Echo vision: The man who sees with sound  - kqr2
http://www.newscientist.com/article/mg20227031.400-echo-vision-the-man-who-sees-with-sound.html?full=true
======
amohr
When I was a kid, I accidentally sprayed wasp spray in my eyes, I had to wear
a bandage on both eyes for a couple days and one eye for several weeks
thereafter. I have distinct memories of lying in the ambulance with my eyes
covered and later in the emergency room hearing the people go by. I didn't
know I was practicing passive sonar at the time, but it has since become a
hobby of mine to just close my eyes and see what I can ascertain about my
surroundings. It's really interesting to see the things you can pick up. If
I'm sitting in a hallway, I can usually guess the gender, build, and style of
a person walking by.
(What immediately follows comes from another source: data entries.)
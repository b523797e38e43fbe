//! Error types for dip testing and unimodal clustering
//!
//! Only malformed input structure or unusable parameters surface as errors.
//! Numeric edge cases (too few points, degenerate null distributions) are
//! resolved by the algorithms themselves and never reach this type.

use thiserror::Error;

/// Core error type shared by all unidip crates
#[derive(Error, Debug, Clone, PartialEq)]
pub enum Error {
    /// Malformed input: empty data, mismatched lengths, duplicates, NaN
    #[error("Invalid input: {0}")]
    InvalidInput(String),

    /// Configuration value outside its admissible range
    #[error("Invalid parameter: {0}")]
    InvalidParameter(String),

    /// Operation needs more data than it was given
    #[error("Insufficient data: expected at least {expected} samples, got {actual}")]
    InsufficientData { expected: usize, actual: usize },
}

/// Result type alias using our Error type
pub type Result<T> = std::result::Result<T, Error>;

impl Error {
    /// Create an error for empty input
    pub fn empty_input(context: &str) -> Self {
        Self::InvalidInput(format!("{context} must not be empty"))
    }

    /// Create an error for size mismatch
    pub fn size_mismatch(expected: usize, actual: usize, context: &str) -> Self {
        Self::InvalidInput(format!(
            "Size mismatch in {context}: expected {expected}, got {actual}"
        ))
    }

    /// Create an error for NaN/Inf values
    pub fn non_finite(context: &str) -> Self {
        Self::InvalidInput(format!("{context} contains NaN or infinite values"))
    }
}

#[cfg(test)]
mod tests {
    use super::*;

    #[test]
    fn test_error_display() {
        let err = Error::InvalidParameter("alpha must lie in [0, 1]".to_string());
        assert_eq!(err.to_string(), "Invalid parameter: alpha must lie in [0, 1]");

        let err = Error::InvalidInput("support contains duplicates".to_string());
        assert_eq!(err.to_string(), "Invalid input: support contains duplicates");

        let err = Error::InsufficientData { expected: 5, actual: 2 };
        assert_eq!(err.to_string(), "Insufficient data: expected at least 5 samples, got 2");
    }

    #[test]
    fn test_error_helper_functions() {
        let err = Error::empty_input("sample");
        assert_eq!(err.to_string(), "Invalid input: sample must not be empty");

        let err = Error::size_mismatch(7, 6, "histogram weights");
        assert_eq!(
            err.to_string(),
            "Invalid input: Size mismatch in histogram weights: expected 7, got 6"
        );

        let err = Error::non_finite("support");
        assert!(matches!(err, Error::InvalidInput(_)));
        assert!(err.to_string().contains("NaN or infinite"));
    }

    #[test]
    fn test_result_type_alias() {
        fn check_alpha(alpha: f64) -> Result<f64> {
            if !(0.0..=1.0).contains(&alpha) {
                return Err(Error::InvalidParameter(format!("alpha {alpha} out of range")));
            }
            Ok(alpha)
        }

        assert_eq!(check_alpha(0.05), Ok(0.05));
        assert!(check_alpha(1.5).is_err());
    }
}
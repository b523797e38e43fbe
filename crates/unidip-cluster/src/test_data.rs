//! Test data generators for clustering tests
//!
//! Grid generators are deterministic normal quantiles: perfectly smooth
//! samples whose cluster count does not depend on a random draw. Random
//! generators use fixed seeds for reproducibility.

use rand::rngs::StdRng;
use rand::SeedableRng;
use rand_distr::{Distribution, Normal};
use unidip_core::math::normal::quantile_grid;

/// Standard test distributions for unimodal clustering
pub struct TestDistributions;

impl TestDistributions {
    /// 1000 quantiles of N(0, 1)
    pub fn unimodal_grid() -> Vec<f64> {
        quantile_grid(1000, 0.0, 1.0)
    }

    /// 100 quantiles each of N(0, 1) and N(8, 1)
    pub fn bimodal_grid() -> Vec<f64> {
        let mut data = quantile_grid(100, 0.0, 1.0);
        data.extend(quantile_grid(100, 8.0, 1.0));
        data
    }

    /// 300 quantiles each of N(0, 1), N(20, 1) and N(40, 1)
    pub fn trimodal_grid() -> Vec<f64> {
        [0.0, 20.0, 40.0]
            .iter()
            .flat_map(|&mean| quantile_grid(300, mean, 1.0))
            .collect()
    }

    /// 60 bins with three bell-shaped peaks centred on bins 10, 30 and 50
    pub fn three_peak_histogram() -> Vec<f64> {
        const PEAK: [f64; 11] = [1.0, 4.0, 10.0, 18.0, 26.0, 30.0, 26.0, 18.0, 10.0, 4.0, 1.0];
        let mut bins = vec![0.0; 60];
        for centre in [10, 30, 50] {
            for (offset, height) in PEAK.iter().enumerate() {
                bins[centre + offset - 5] = *height;
            }
        }
        bins
    }

    /// 10 bins with three small bumps; too few bins for any split
    pub fn small_bumpy_histogram() -> Vec<f64> {
        vec![1.0, 2.0, 3.0, 2.0, 1.0, 0.0, 1.0, 2.0, 1.0, 0.0]
    }

    /// 1000 samples from N(0, 1)
    pub fn unimodal_normal() -> Vec<f64> {
        let mut rng = StdRng::seed_from_u64(42);
        let normal = Normal::new(0.0, 1.0).unwrap();
        (0..1000).map(|_| normal.sample(&mut rng)).collect()
    }

    /// 600 samples: 300 each from N(-5, 1) and N(5, 1)
    pub fn bimodal_normal() -> Vec<f64> {
        Self::mixture(&[-5.0, 5.0], 300, 42)
    }

    /// 900 samples: 300 each from N(0, 1), N(20, 1) and N(40, 1)
    pub fn trimodal_normal() -> Vec<f64> {
        Self::mixture(&[0.0, 20.0, 40.0], 300, 42)
    }

    /// `per_mode` unit-variance normal samples around each mean
    pub fn mixture(means: &[f64], per_mode: usize, seed: u64) -> Vec<f64> {
        let mut rng = StdRng::seed_from_u64(seed);
        let mut data = Vec::with_capacity(means.len() * per_mode);
        for &mean in means {
            let normal = Normal::new(mean, 1.0).unwrap();
            data.extend((0..per_mode).map(|_| normal.sample(&mut rng)));
        }
        data
    }
}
Similarly, I've taken to closing my eyes while walking
home, listening to the different cars go by and using it to locate trees. I
would recommend exercises like these to everyone - it really helps center you
in your surroundings. You get a really good sense of how complex the world
around you really is and how much you tend to tune out - either with your
headphones or just selective hearing.

------
bcl
Fascinating article! I have a great uncle who was a blind marathon runner. He
used a guide and I wonder how he would have done if he had learned how to
echolocate.

[http://wwuvikings.cstv.com/sports/c-track/spec-
rel/082108aaa...](http://wwuvikings.cstv.com/sports/c-track/spec-
rel/082108aaa.html)